In an ideal world, you should never do nothing on an exception, of course, in an ideal world, you would never get an exception either 8-)

So, you have to examine the impacts of the various options.

Log only: Database operations are all finished, nothing left to do but clean up the resources. If an exception occurs at this point, it most likely has no impact on the work performed, so logging the error should suffice. Of course, if an error occurs during logging, then you basically have to handle failed database operation that didn't actually fail.

Empty handler: Database operations are all finished, nothing left to do but clean up the resources. If an exception occurs at this point, it most likely has no impact on the work performed, so the method returns successfully. The next database access may run into the same problem, but it should occur at the start of a transaction, where it will rightly fail and then get handled appropriately. If the problem has fixed itself, then there will be no indication that anything ever went wrong.

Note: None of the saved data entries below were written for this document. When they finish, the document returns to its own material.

use crate::list::arena::{NodeId, NIL};
use crate::list::cursor::Cursor;
use crate::list::topology::Topology;
use crate::list::List;
use std::fmt;
use std::iter::{FromIterator, FusedIterator};

/// An iterator over the elements of a `List`, front to back.
///
/// It walks a [`Cursor`] forward and counts down the elements it has left,
/// so it never has to look at a sentinel to know it is done.
///
/// # Examples
///
/// ```compile_fail
/// use sentinel_list::{List, Topology};
///
/// let mut list = List::from_elements(Topology::Singly, [1, 2, 3]).unwrap();
/// let mut iter = list.iter();
///
/// // Won't compile, because list is already borrowed immutably.
/// list.insert_back(4);
/// println!("{:?}", iter.next());
/// ```
pub struct Iter<'a, T: 'a> {
    cursor: Cursor<'a, T>,
    remaining: usize,
}

impl<'a, T: 'a> Iter<'a, T> {
    pub(crate) fn new(list: &'a List<T>) -> Self {
        Self {
            cursor: list.cursor_start(),
            remaining: list.len(),
        }
    }
}

impl<'a, T: 'a> Clone for Iter<'a, T> {
    fn clone(&self) -> Self {
        Self {
            cursor: self.cursor.clone(),
            remaining: self.remaining,
        }
    }
}

impl<'a, T: fmt::Debug + 'a> fmt::Debug for Iter<'a, T> {
    fn fmt(&self, f: &mut fmt::Formatter<'_>) -> fmt::Result {
        let mut f = f.debug_tuple("Iter");
        self.clone().for_each(|element| {
            f.field(element);
        });
        f.finish()
    }
}

impl<'a, T: 'a> Iterator for Iter<'a, T> {
    type Item = &'a T;

    fn next(&mut self) -> Option<Self::Item> {
        if self.remaining == 0 {
            return None;
        }
        let current = self.cursor.current();
        let _ = self.cursor.move_next();
        self.remaining -= 1;
        current
    }

    fn size_hint(&self) -> (usize, Option<usize>) {
        (self.remaining, Some(self.remaining))
    }
}

impl<'a, T: 'a> ExactSizeIterator for Iter<'a, T> {}

impl<'a, T: 'a> FusedIterator for Iter<'a, T> {}

/// An iterator over the elements of a `List`, back to front.
///
/// This `struct` is created by [`List::iter_rev`].
pub struct IterRev<'a, T: 'a> {
    list: &'a List<T>,
    walk: Walk,
    remaining: usize,
}

enum Walk {
    /// Follow the backward links from this node.
    Links(NodeId),
    /// Node indices collected front to back, popped from the end.
    Stack(Vec<NodeId>),
}

impl<'a, T: 'a> IterRev<'a, T> {
    pub(crate) fn new(list: &'a List<T>) -> Self {
        let walk = if let Some(back) = list.prev_node(list.tail_node()) {
            Walk::Links(back)
        } else {
            let mut ids = Vec::with_capacity(list.len());
            let mut id = list.front_node();
            while !list.is_end(id) {
                ids.push(id);
                id = list.next_node(id);
            }
            Walk::Stack(ids)
        };
        Self {
            list,
            walk,
            remaining: list.len(),
        }
    }
}

impl<'a, T: 'a> Iterator for IterRev<'a, T> {
    type Item = &'a T;

    fn next(&mut self) -> Option<Self::Item> {
        if self.remaining == 0 {
            return None;
        }
        self.remaining -= 1;
        let id = match &mut self.walk {
            Walk::Links(id) => {
                let current = *id;
                *id = self.list.prev_node(current).unwrap_or(NIL);
                current
            }
            Walk::Stack(ids) => ids.pop()?,
        };
        self.list.element(id)
    }

    fn size_hint(&self) -> (usize, Option<usize>) {
        (self.remaining, Some(self.remaining))
    }
}

impl<'a, T: 'a> ExactSizeIterator for IterRev<'a, T> {}

impl<'a, T: 'a> FusedIterator for IterRev<'a, T> {}

/// An owning iterator over the elements of a `List`.
///
/// This `struct` is created by the [`into_iter`] method on [`List`]
/// (provided by the `IntoIterator` trait). See its documentation for more.
///
/// [`into_iter`]: List::into_iter
pub struct IntoIter<T> {
    list: List<T>,
}

impl<T: fmt::Debug> fmt::Debug for IntoIter<T> {
    fn fmt(&self, f: &mut fmt::Formatter<'_>) -> fmt::Result {
        f.debug_struct("IntoIter")
            .field("list", &self.list)
            .finish()
    }
}

impl<T> Iterator for IntoIter<T> {
    type Item = T;

    fn next(&mut self) -> Option<Self::Item> {
        self.list.delete_front().ok()
    }

    fn size_hint(&self) -> (usize, Option<usize>) {
        let len = self.list.len();
        (len, Some(len))
    }
}

impl<T> DoubleEndedIterator for IntoIter<T> {
    fn next_back(&mut self) -> Option<Self::Item> {
        self.list.delete_back().ok()
    }
}

impl<T> ExactSizeIterator for IntoIter<T> {}

impl<T> FusedIterator for IntoIter<T> {}

impl<T> IntoIterator for List<T> {
    type Item = T;
    type IntoIter = IntoIter<T>;

    fn into_iter(self) -> Self::IntoIter {
        IntoIter { list: self }
    }
}

impl<'a, T> IntoIterator for &'a List<T> {
    type Item = &'a T;
    type IntoIter = Iter<'a, T>;

    fn into_iter(self) -> Self::IntoIter {
        self.iter()
    }
}

/// Collects into a doubly-linked list. Use [`List::from_elements`] to pick
/// another topology.
impl<T> FromIterator<T> for List<T> {
    fn from_iter<I: IntoIterator<Item = T>>(iter: I) -> Self {
        let mut list = List::new(Topology::Doubly);
        list.extend(iter);
        list
    }
}

/// # Panics
///
/// Panics if a node cannot be allocated, like the standard collections do.
/// [`List::from_elements`] reports that case as an error instead.
impl<T> Extend<T> for List<T> {
    fn extend<I: IntoIterator<Item = T>>(&mut self, iter: I) {
        if let Err(err) = self.try_extend(iter) {
            panic!("cannot extend a {} list: {}", self.topology(), err);
        }
    }
}

impl<'a, T: 'a + Copy> Extend<&'a T> for List<T> {
    fn extend<I: IntoIterator<Item = &'a T>>(&mut self, iter: I) {
        self.extend(iter.into_iter().copied())
    }
}
use crate::error::{ListError, Result};

/// Index of a node in the [`Arena`].
pub(crate) type NodeId = usize;

/// The "no node" index. A link set to `NIL` is never followed.
pub(crate) const NIL: NodeId = usize::MAX;

/// The structural part of a node. Singly and circular lists never read `prev`.
#[derive(Clone, Copy, Debug, PartialEq, Eq)]
pub(crate) struct Link {
    pub(crate) next: NodeId,
    pub(crate) prev: NodeId,
}

impl Link {
    pub(crate) const DETACHED: Link = Link {
        next: NIL,
        prev: NIL,
    };
}

/// Node storage of a list.
///
/// Links and payloads are kept in two parallel vectors so that the topology
/// code can rewire `links` without knowing the element type, and payloads can
/// be moved between nodes without touching any link. A sentinel is a node
/// whose payload is `None`; released slots are recycled through `vacant`.
pub(crate) struct Arena<T> {
    pub(crate) links: Vec<Link>,
    elements: Vec<Option<T>>,
    vacant: Vec<NodeId>,
}

impl<T> Arena<T> {
    pub(crate) fn new() -> Self {
        Self {
            links: Vec::new(),
            elements: Vec::new(),
            vacant: Vec::new(),
        }
    }

    /// An arena holding two detached sentinels, at indices 0 and 1.
    pub(crate) fn with_sentinels() -> Self {
        Self {
            links: vec![Link::DETACHED; 2],
            elements: vec![None, None],
            vacant: Vec::new(),
        }
    }

    pub(crate) fn try_with_sentinels() -> Result<Self> {
        let mut arena = Self::new();
        arena.reserve(2)?;
        arena.alloc(None)?;
        arena.alloc(None)?;
        Ok(arena)
    }

    /// Allocate a detached node holding `element` (or a sentinel for `None`).
    ///
    /// Fails with [`ListError::OutOfMemory`] without touching the arena.
    pub(crate) fn alloc(&mut self, element: Option<T>) -> Result<NodeId> {
        if let Some(id) = self.vacant.pop() {
            self.links[id] = Link::DETACHED;
            self.elements[id] = element;
            return Ok(id);
        }
        if self.links.try_reserve(1).is_err() || self.elements.try_reserve(1).is_err() {
            log::warn!("node arena cannot grow past {} slots", self.links.len());
            return Err(ListError::OutOfMemory);
        }
        self.links.push(Link::DETACHED);
        self.elements.push(element);
        Ok(self.links.len() - 1)
    }

    /// Reserve room for `additional` more nodes.
    pub(crate) fn reserve(&mut self, additional: usize) -> Result<()> {
        let needed = additional.saturating_sub(self.vacant.len());
        self.links
            .try_reserve(needed)
            .and_then(|_| self.elements.try_reserve(needed))
            .map_err(|_| ListError::OutOfMemory)
    }

    /// Return the slot of a detached node to the arena, handing back its payload.
    pub(crate) fn release(&mut self, id: NodeId) -> Option<T> {
        self.links[id] = Link::DETACHED;
        self.vacant.push(id);
        self.elements[id].take()
    }

    pub(crate) fn element(&self, id: NodeId) -> Option<&T> {
        self.elements[id].as_ref()
    }

    pub(crate) fn take_element(&mut self, id: NodeId) -> Option<T> {
        self.elements[id].take()
    }

    pub(crate) fn put_element(&mut self, id: NodeId, element: T) {
        debug_assert!(self.elements[id].is_none(), "payload slot is occupied");
        self.elements[id] = Some(element);
    }

    /// Swap the payloads of two nodes, leaving links untouched.
    pub(crate) fn swap_elements(&mut self, a: NodeId, b: NodeId) {
        self.elements.swap(a, b);
    }
}
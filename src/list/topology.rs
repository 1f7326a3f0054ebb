//! Per-topology linking rules.
//!
//! Every list operation is written once against the [`Wiring`] capability set;
//! the three implementations only differ in how sentinels are sealed, whether a
//! `prev` link is maintained, and where the ring edge sits.

use crate::error::ListError;
use crate::list::arena::{Link, NodeId, NIL};
use std::convert::TryFrom;
use std::fmt;
use std::str::FromStr;

/// The connectivity pattern of a [`List`](crate::List).
///
/// # Examples
///
/// ```
/// use sentinel_list::Topology;
/// use std::convert::TryFrom;
///
/// assert_eq!(Topology::try_from(2), Ok(Topology::Circular));
/// assert_eq!("doubly".parse::<Topology>(), Ok(Topology::Doubly));
/// assert!(Topology::try_from(3).is_err());
/// ```
#[derive(Clone, Copy, Debug, PartialEq, Eq, Hash)]
pub enum Topology {
    /// Forward-only chain, ended by the tail sentinel.
    Singly,
    /// Forward and backward chain between the two sentinels.
    Doubly,
    /// Forward-only ring; the tail sentinel links back to the head sentinel.
    Circular,
}

impl Topology {
    /// The numeric tag of the topology: 0 = Singly, 1 = Doubly, 2 = Circular.
    pub fn code(self) -> i32 {
        match self {
            Topology::Singly => 0,
            Topology::Doubly => 1,
            Topology::Circular => 2,
        }
    }

    pub(crate) fn wiring(self) -> &'static dyn Wiring {
        match self {
            Topology::Singly => &SinglyLinks,
            Topology::Doubly => &DoublyLinks,
            Topology::Circular => &CircularLinks,
        }
    }
}

impl TryFrom<i32> for Topology {
    type Error = ListError;

    fn try_from(code: i32) -> Result<Self, Self::Error> {
        match code {
            0 => Ok(Topology::Singly),
            1 => Ok(Topology::Doubly),
            2 => Ok(Topology::Circular),
            _ => {
                log::debug!("unrecognized topology tag {}", code);
                Err(ListError::InvalidTopology(code.to_string()))
            }
        }
    }
}

impl FromStr for Topology {
    type Err = ListError;

    fn from_str(s: &str) -> Result<Self, Self::Err> {
        match s.to_ascii_lowercase().as_str() {
            "singly" => Ok(Topology::Singly),
            "doubly" => Ok(Topology::Doubly),
            "circular" | "circly" => Ok(Topology::Circular),
            _ => Err(ListError::InvalidTopology(s.to_owned())),
        }
    }
}

impl fmt::Display for Topology {
    fn fmt(&self, f: &mut fmt::Formatter<'_>) -> fmt::Result {
        f.write_str(match self {
            Topology::Singly => "singly",
            Topology::Doubly => "doubly",
            Topology::Circular => "circular",
        })
    }
}

/// The capability set a topology provides to the list algorithms.
///
/// `at` arguments are never the tail sentinel, and `node` arguments of
/// `predecessor` are never the head sentinel.
pub(crate) trait Wiring: Sync {
    /// Wire the two sentinels of an empty list.
    fn seal(&self, links: &mut [Link], head: NodeId, tail: NodeId) {
        links[head] = Link { next: tail, prev: NIL };
        links[tail] = Link::DETACHED;
        self.close(links, head, tail);
    }

    /// Restore the edge leaving the tail sentinel.
    fn close(&self, _links: &mut [Link], _head: NodeId, _tail: NodeId) {}

    #[inline]
    fn advance(&self, links: &[Link], id: NodeId) -> NodeId {
        links[id].next
    }

    /// Whether a forward walk has to stop at `id`.
    #[inline]
    fn is_boundary(&self, _head: NodeId, tail: NodeId, id: NodeId) -> bool {
        id == tail
    }

    fn link_after(&self, links: &mut [Link], at: NodeId, node: NodeId) {
        links[node].next = links[at].next;
        links[at].next = node;
    }

    fn unlink_after(&self, links: &mut [Link], at: NodeId) -> NodeId {
        let node = links[at].next;
        links[at].next = links[node].next;
        node
    }

    /// The node whose forward link is `node`.
    fn predecessor(&self, links: &[Link], head: NodeId, node: NodeId) -> NodeId {
        let mut at = head;
        while links[at].next != node {
            at = links[at].next;
        }
        at
    }

    /// The backward link of `id`, if the topology keeps one.
    fn backward(&self, _links: &[Link], _id: NodeId) -> Option<NodeId> {
        None
    }

    /// One step of an in-place reversal: `link` used to lead to `next` and must
    /// now lead to `prev`.
    fn relink(&self, link: &mut Link, prev: NodeId, _next: NodeId) {
        link.next = prev;
    }
}

pub(crate) struct SinglyLinks;

pub(crate) struct DoublyLinks;

pub(crate) struct CircularLinks;

impl Wiring for SinglyLinks {}

impl Wiring for DoublyLinks {
    fn seal(&self, links: &mut [Link], head: NodeId, tail: NodeId) {
        links[head] = Link { next: tail, prev: NIL };
        links[tail] = Link { next: NIL, prev: head };
    }

    fn link_after(&self, links: &mut [Link], at: NodeId, node: NodeId) {
        let next = links[at].next;
        links[node] = Link { next, prev: at };
        links[at].next = node;
        links[next].prev = node;
    }

    fn unlink_after(&self, links: &mut [Link], at: NodeId) -> NodeId {
        let node = links[at].next;
        let next = links[node].next;
        links[at].next = next;
        links[next].prev = at;
        node
    }

    #[inline]
    fn predecessor(&self, links: &[Link], _head: NodeId, node: NodeId) -> NodeId {
        links[node].prev
    }

    #[inline]
    fn backward(&self, links: &[Link], id: NodeId) -> Option<NodeId> {
        Some(links[id].prev)
    }

    fn relink(&self, link: &mut Link, prev: NodeId, next: NodeId) {
        link.next = prev;
        link.prev = next;
    }
}

impl Wiring for CircularLinks {
    fn close(&self, links: &mut [Link], head: NodeId, tail: NodeId) {
        links[tail].next = head;
    }

    // The ring edge leads from the tail back to the head; reaching either
    // sentinel ends a walk.
    #[inline]
    fn is_boundary(&self, head: NodeId, tail: NodeId, id: NodeId) -> bool {
        id == tail || id == head
    }
}

#[cfg(test)]
mod tests {
    use super::*;

    fn sealed(topology: Topology) -> Vec<Link> {
        let mut links = vec![Link::DETACHED; 4];
        topology.wiring().seal(&mut links, 0, 1);
        links
    }

    #[test]
    fn topology_seal() {
        let links = sealed(Topology::Singly);
        assert_eq!(links[0].next, 1);
        assert_eq!(links[1].next, NIL);

        let links = sealed(Topology::Doubly);
        assert_eq!((links[0].next, links[1].prev), (1, 0));
        assert_eq!((links[0].prev, links[1].next), (NIL, NIL));

        let links = sealed(Topology::Circular);
        assert_eq!((links[0].next, links[1].next), (1, 0));
    }

    #[test]
    fn topology_link_and_unlink() {
        for &topology in &[Topology::Singly, Topology::Doubly, Topology::Circular] {
            let wiring = topology.wiring();
            let mut links = sealed(topology);
            wiring.link_after(&mut links, 0, 2);
            wiring.link_after(&mut links, 2, 3);
            assert_eq!(wiring.advance(&links, 0), 2);
            assert_eq!(wiring.advance(&links, 2), 3);
            assert_eq!(wiring.advance(&links, 3), 1);
            assert_eq!(wiring.predecessor(&links, 0, 1), 3);
            assert_eq!(wiring.predecessor(&links, 0, 3), 2);

            assert_eq!(wiring.unlink_after(&mut links, 0), 2);
            assert_eq!(wiring.advance(&links, 0), 3);
            assert_eq!(wiring.predecessor(&links, 0, 3), 0);
            assert!(wiring.is_boundary(0, 1, 1));
            assert!(!wiring.is_boundary(0, 1, 3));
        }
    }

    #[test]
    fn topology_tags() {
        for &topology in &[Topology::Singly, Topology::Doubly, Topology::Circular] {
            assert_eq!(Topology::try_from(topology.code()), Ok(topology));
            assert_eq!(topology.to_string().parse::<Topology>(), Ok(topology));
        }
        assert_eq!(
            Topology::try_from(-1),
            Err(ListError::InvalidTopology("-1".into()))
        );
        assert!("ring".parse::<Topology>().is_err());
    }
}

It is a pretty typical scenario to put a close() operation(s) in a finally block to ensure that cleanup occurs, since we don't want any other failures to inhibit the resource cleanup. If no error has occurred, then your method should not fail when its operation has successfully completed. In this case, empty exception handling is quite normal.

Of course opinions will vary.

Robin
+5  A: 

At the very minimum, always always always log exceptions that you are catching and not acting on.

Silently caught exceptions that are swallowed without the tiniest peep are the worst.

matt b
I believe you have had to debug such code, before you see the value of doing so.
Thorbjørn Ravn Andersen
A: 

if this is an "error that never happens" case then I will just rethrow an Exception and hope no one catches it.
if this is any other case I will probably log it

SWD
A: 

You could also throw a RuntimeException:

try {
    connection.close();
 } catch(Exception e) {
     throw new RuntimeException(e); 
 }

You won't have to change your method signature and will be able to use the Exception.getCause method later on to find the cause of the problem.

Fábio
This is a really good solution to a lot of checked exceptions. I'm not sure why you were voted down for it, I fixed it for you :) In practice you probably want to create a more specific runtime exception to rethrow it as.
Bill K
What is the reason to throw it as a runtime exception?
DMKing
ALWAYS include the _reason_ why you are wrapping and rethrowing as the message. Remember, the more information you have in a stack trace, the more helpful it is to the person trying to figure out what happened. Especially if that person is not familiar with the code.
Thorbjørn Ravn Andersen
+4  A: 

hi there,

Actually, what you're doing is (almost) best practice :-) here's what I saw in Spring's JdbcUtils.java. So, you might want to add another Catch block.

/**
 * Close the given  ResultSet and ignore any thrown exception.
 * This is useful for typical finally blocks in manual  code.
 * @param resultSet the  ResultSet to close
 * @see javax.resource.cci.ResultSet#close()
 */
private void closeResultSet(ResultSet resultSet) {
  if (resultSet != null) {
    try {
      resultSet.close();
    }
    catch (SQLException ex) {
      logger.debug("Could not close  ResultSet", ex);
    }
    catch (Throwable ex) {
      // We don't trust the  driver: It might throw RuntimeException or Error.
      logger.debug("Unexpected exception on closing  ResultSet", ex);
    }
  }
}
anjanb
A: 

Why I am closing the Connection in my java application/EJB ? If I didn't close that connection, it cause the DB server performance?

+1  A: 

Note that Apache Commons DButils provides a closeQuietly() method, that you can use to avoid cluttering your code with 'redundant' catches. Note I'm not advocating swallowing exceptions, but for this close() scenario I think it's generally acceptable.

Brian Agnew
Proper error handling of closes is actually hard to get right.
Thorbjørn Ravn Andersen
A: 

If you can handle it, then do so (and log it if it was unexpected). If you cannot handle it, then rethrow it properly so some code above can handle it.

Silently swallowing exceptions is leaving out crucial information for the person to fix the code.